(Beginning of Provided information)
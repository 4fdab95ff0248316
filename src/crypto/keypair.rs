/// Account key pairs for JWS signing
use crate::error::{AcmeError, Result};
use crate::protocol::Jwk;
use base64::Engine;
use base64::engine::general_purpose::URL_SAFE_NO_PAD;
use ring::rand::SystemRandom;
use ring::signature::{
    ECDSA_P256_SHA256_FIXED_SIGNING, ECDSA_P384_SHA384_FIXED_SIGNING, EcdsaKeyPair,
    Ed25519KeyPair, KeyPair as _, RSA_PKCS1_SHA256, RsaKeyPair,
};

/// JWS signature algorithm identifiers (RFC 7518)
#[derive(Debug, Clone, Copy, PartialEq, Eq)]
pub enum JwsAlgorithm {
    /// RSASSA-PKCS1-v1_5 with SHA-256
    Rs256,
    /// ECDSA P-256 with SHA-256
    Es256,
    /// ECDSA P-384 with SHA-384
    Es384,
    /// Ed25519
    EdDsa,
}

impl JwsAlgorithm {
    /// The `alg` header value
    pub fn as_str(&self) -> &'static str {
        match self {
            JwsAlgorithm::Rs256 => "RS256",
            JwsAlgorithm::Es256 => "ES256",
            JwsAlgorithm::Es384 => "ES384",
            JwsAlgorithm::EdDsa => "EdDSA",
        }
    }
}

impl std::fmt::Display for JwsAlgorithm {
    fn fmt(&self, f: &mut std::fmt::Formatter<'_>) -> std::fmt::Result {
        write!(f, "{}", self.as_str())
    }
}

/// A key pair able to sign ACME requests
///
/// This is the seam for caller-supplied keys; the ring-backed types below
/// cover the common algorithms.
pub trait AccountKey: Send + Sync {
    /// The JWS algorithm this key signs with
    fn algorithm(&self) -> JwsAlgorithm;

    /// Public key as a JWK
    fn public_jwk(&self) -> Jwk;

    /// Sign the message, returning the raw JWS signature bytes
    fn sign(&self, message: &[u8]) -> Result<Vec<u8>>;
}

/// Supported ECDSA curves
#[derive(Debug, Clone, Copy, PartialEq, Eq)]
pub enum EcdsaCurve {
    /// NIST P-256
    P256,
    /// NIST P-384
    P384,
}

impl EcdsaCurve {
    fn signing_alg(&self) -> &'static ring::signature::EcdsaSigningAlgorithm {
        match self {
            EcdsaCurve::P256 => &ECDSA_P256_SHA256_FIXED_SIGNING,
            EcdsaCurve::P384 => &ECDSA_P384_SHA384_FIXED_SIGNING,
        }
    }

    fn crv(&self) -> &'static str {
        match self {
            EcdsaCurve::P256 => "P-256",
            EcdsaCurve::P384 => "P-384",
        }
    }

    fn coordinate_len(&self) -> usize {
        match self {
            EcdsaCurve::P256 => 32,
            EcdsaCurve::P384 => 48,
        }
    }
}

/// ECDSA account key (ES256/ES384)
pub struct EcdsaAccountKey {
    key_pair: EcdsaKeyPair,
    curve: EcdsaCurve,
    pkcs8: Vec<u8>,
    rng: SystemRandom,
}

impl EcdsaAccountKey {
    /// Generate a fresh key on the given curve
    pub fn generate(curve: EcdsaCurve) -> Result<Self> {
        let rng = SystemRandom::new();
        let pkcs8 = EcdsaKeyPair::generate_pkcs8(curve.signing_alg(), &rng)
            .map_err(|_| AcmeError::crypto("Failed to generate ECDSA key"))?;
        Self::from_pkcs8(pkcs8.as_ref(), curve)
    }

    /// Load a key from PKCS#8 DER bytes
    pub fn from_pkcs8(pkcs8: &[u8], curve: EcdsaCurve) -> Result<Self> {
        let rng = SystemRandom::new();
        let key_pair = EcdsaKeyPair::from_pkcs8(curve.signing_alg(), pkcs8, &rng)
            .map_err(|_| AcmeError::crypto("Failed to parse ECDSA key"))?;
        Ok(Self {
            key_pair,
            curve,
            pkcs8: pkcs8.to_vec(),
            rng,
        })
    }

    /// PKCS#8 DER bytes for persistence by the caller
    pub fn to_pkcs8(&self) -> &[u8] {
        &self.pkcs8
    }
}

impl AccountKey for EcdsaAccountKey {
    fn algorithm(&self) -> JwsAlgorithm {
        match self.curve {
            EcdsaCurve::P256 => JwsAlgorithm::Es256,
            EcdsaCurve::P384 => JwsAlgorithm::Es384,
        }
    }

    fn public_jwk(&self) -> Jwk {
        // Uncompressed point: 0x04 || x || y
        let public = self.key_pair.public_key().as_ref();
        let len = self.curve.coordinate_len();
        let x = &public[1..1 + len];
        let y = &public[1 + len..1 + 2 * len];
        Jwk::ec(
            self.curve.crv(),
            URL_SAFE_NO_PAD.encode(x),
            URL_SAFE_NO_PAD.encode(y),
        )
    }

    fn sign(&self, message: &[u8]) -> Result<Vec<u8>> {
        let signature = self
            .key_pair
            .sign(&self.rng, message)
            .map_err(|_| AcmeError::crypto("ECDSA signing failed"))?;
        Ok(signature.as_ref().to_vec())
    }
}

/// Ed25519 account key (EdDSA)
pub struct Ed25519AccountKey {
    key_pair: Ed25519KeyPair,
    pkcs8: Vec<u8>,
}

impl Ed25519AccountKey {
    /// Generate a fresh key
    pub fn generate() -> Result<Self> {
        let rng = SystemRandom::new();
        let pkcs8 = Ed25519KeyPair::generate_pkcs8(&rng)
            .map_err(|_| AcmeError::crypto("Failed to generate Ed25519 key"))?;
        Self::from_pkcs8(pkcs8.as_ref())
    }

    /// Load a key from PKCS#8 DER bytes
    pub fn from_pkcs8(pkcs8: &[u8]) -> Result<Self> {
        let key_pair = Ed25519KeyPair::from_pkcs8(pkcs8)
            .map_err(|_| AcmeError::crypto("Failed to parse Ed25519 key"))?;
        Ok(Self {
            key_pair,
            pkcs8: pkcs8.to_vec(),
        })
    }

    /// PKCS#8 DER bytes for persistence by the caller
    pub fn to_pkcs8(&self) -> &[u8] {
        &self.pkcs8
    }
}

impl AccountKey for Ed25519AccountKey {
    fn algorithm(&self) -> JwsAlgorithm {
        JwsAlgorithm::EdDsa
    }

    fn public_jwk(&self) -> Jwk {
        Jwk::ed25519(URL_SAFE_NO_PAD.encode(self.key_pair.public_key().as_ref()))
    }

    fn sign(&self, message: &[u8]) -> Result<Vec<u8>> {
        Ok(self.key_pair.sign(message).as_ref().to_vec())
    }
}

/// RSA account key (RS256)
///
/// ring cannot generate RSA keys; load an existing one from PKCS#8.
pub struct RsaAccountKey {
    key_pair: RsaKeyPair,
    rng: SystemRandom,
}

impl RsaAccountKey {
    /// Load a key from PKCS#8 DER bytes
    pub fn from_pkcs8(pkcs8: &[u8]) -> Result<Self> {
        let key_pair = RsaKeyPair::from_pkcs8(pkcs8)
            .map_err(|_| AcmeError::crypto("Failed to parse RSA key"))?;
        Ok(Self {
            key_pair,
            rng: SystemRandom::new(),
        })
    }
}

impl AccountKey for RsaAccountKey {
    fn algorithm(&self) -> JwsAlgorithm {
        JwsAlgorithm::Rs256
    }

    fn public_jwk(&self) -> Jwk {
        let components: ring::rsa::PublicKeyComponents<Vec<u8>> =
            ring::rsa::PublicKeyComponents::from(self.key_pair.public_key());
        Jwk::rsa(
            URL_SAFE_NO_PAD.encode(&components.n),
            URL_SAFE_NO_PAD.encode(&components.e),
        )
    }

    fn sign(&self, message: &[u8]) -> Result<Vec<u8>> {
        let mut signature = vec![0u8; self.key_pair.public().modulus_len()];
        self.key_pair
            .sign(&RSA_PKCS1_SHA256, &self.rng, message, &mut signature)
            .map_err(|_| AcmeError::crypto("RSA signing failed"))?;
        Ok(signature)
    }
}

#[cfg(test)]
mod tests {
    use super::*;
    use ring::signature::{ECDSA_P256_SHA256_FIXED, UnparsedPublicKey};

    #[test]
    fn test_algorithm_names() {
        assert_eq!(JwsAlgorithm::Rs256.as_str(), "RS256");
        assert_eq!(JwsAlgorithm::Es256.as_str(), "ES256");
        assert_eq!(JwsAlgorithm::Es384.as_str(), "ES384");
        assert_eq!(JwsAlgorithm::EdDsa.as_str(), "EdDSA");
    }

    #[test]
    fn test_es256_generate_and_sign() {
        let key = EcdsaAccountKey::generate(EcdsaCurve::P256).unwrap();
        assert_eq!(key.algorithm(), JwsAlgorithm::Es256);

        let signature = key.sign(b"message").unwrap();
        // Fixed-width r || s
        assert_eq!(signature.len(), 64);
    }

    #[test]
    fn test_es256_signature_verifies() {
        let key = EcdsaAccountKey::generate(EcdsaCurve::P256).unwrap();
        let message = b"signed exchange";
        let signature = key.sign(message).unwrap();

        let public = UnparsedPublicKey::new(
            &ECDSA_P256_SHA256_FIXED,
            key.key_pair.public_key().as_ref().to_vec(),
        );
        assert!(public.verify(message, &signature).is_ok());
    }

    #[test]
    fn test_es256_jwk_shape() {
        let key = EcdsaAccountKey::generate(EcdsaCurve::P256).unwrap();
        let jwk = key.public_jwk();
        assert_eq!(jwk.kty, "EC");
        assert_eq!(jwk.params.get("crv").unwrap(), "P-256");
        assert!(jwk.thumbprint_sha256().is_ok());
    }

    #[test]
    fn test_es256_pkcs8_round_trip() {
        let key = EcdsaAccountKey::generate(EcdsaCurve::P256).unwrap();
        let reloaded = EcdsaAccountKey::from_pkcs8(key.to_pkcs8(), EcdsaCurve::P256).unwrap();
        assert_eq!(key.public_jwk(), reloaded.public_jwk());
    }

    #[test]
    fn test_ed25519_generate_and_sign() {
        let key = Ed25519AccountKey::generate().unwrap();
        assert_eq!(key.algorithm(), JwsAlgorithm::EdDsa);
        assert_eq!(key.sign(b"message").unwrap().len(), 64);
        assert_eq!(key.public_jwk().kty, "OKP");
    }

    #[test]
    fn test_es384_curve() {
        let key = EcdsaAccountKey::generate(EcdsaCurve::P384).unwrap();
        assert_eq!(key.algorithm(), JwsAlgorithm::Es384);
        assert_eq!(key.public_jwk().params.get("crv").unwrap(), "P-384");
        assert_eq!(key.sign(b"m").unwrap().len(), 96);
    }
}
(End of Provided information)
• Exercise: Your answer should be exactly the lines of the material above, starting at the one that holds "let jwk = key.public_jwk();" and ending with the last.

• Solution to the problem:
        let jwk = key.public_jwk();
        assert_eq!(jwk.kty, "EC");
        assert_eq!(jwk.params.get("crv").unwrap(), "P-256");
        assert!(jwk.thumbprint_sha256().is_ok());
    }

    #[test]
    fn test_es256_pkcs8_round_trip() {
        let key = EcdsaAccountKey::generate(EcdsaCurve::P256).unwrap();
        let reloaded = EcdsaAccountKey::from_pkcs8(key.to_pkcs8(), EcdsaCurve::P256).unwrap();
        assert_eq!(key.public_jwk(), reloaded.public_jwk());
    }

    #[test]
    fn test_ed25519_generate_and_sign() {
        let key = Ed25519AccountKey::generate().unwrap();
        assert_eq!(key.algorithm(), JwsAlgorithm::EdDsa);
        assert_eq!(key.sign(b"message").unwrap().len(), 64);
        assert_eq!(key.public_jwk().kty, "OKP");
    }

    #[test]
    fn test_es384_curve() {
        let key = EcdsaAccountKey::generate(EcdsaCurve::P384).unwrap();
        assert_eq!(key.algorithm(), JwsAlgorithm::Es384);
        assert_eq!(key.public_jwk().params.get("crv").unwrap(), "P-384");
        assert_eq!(key.sign(b"m").unwrap().len(), 96);
    }
}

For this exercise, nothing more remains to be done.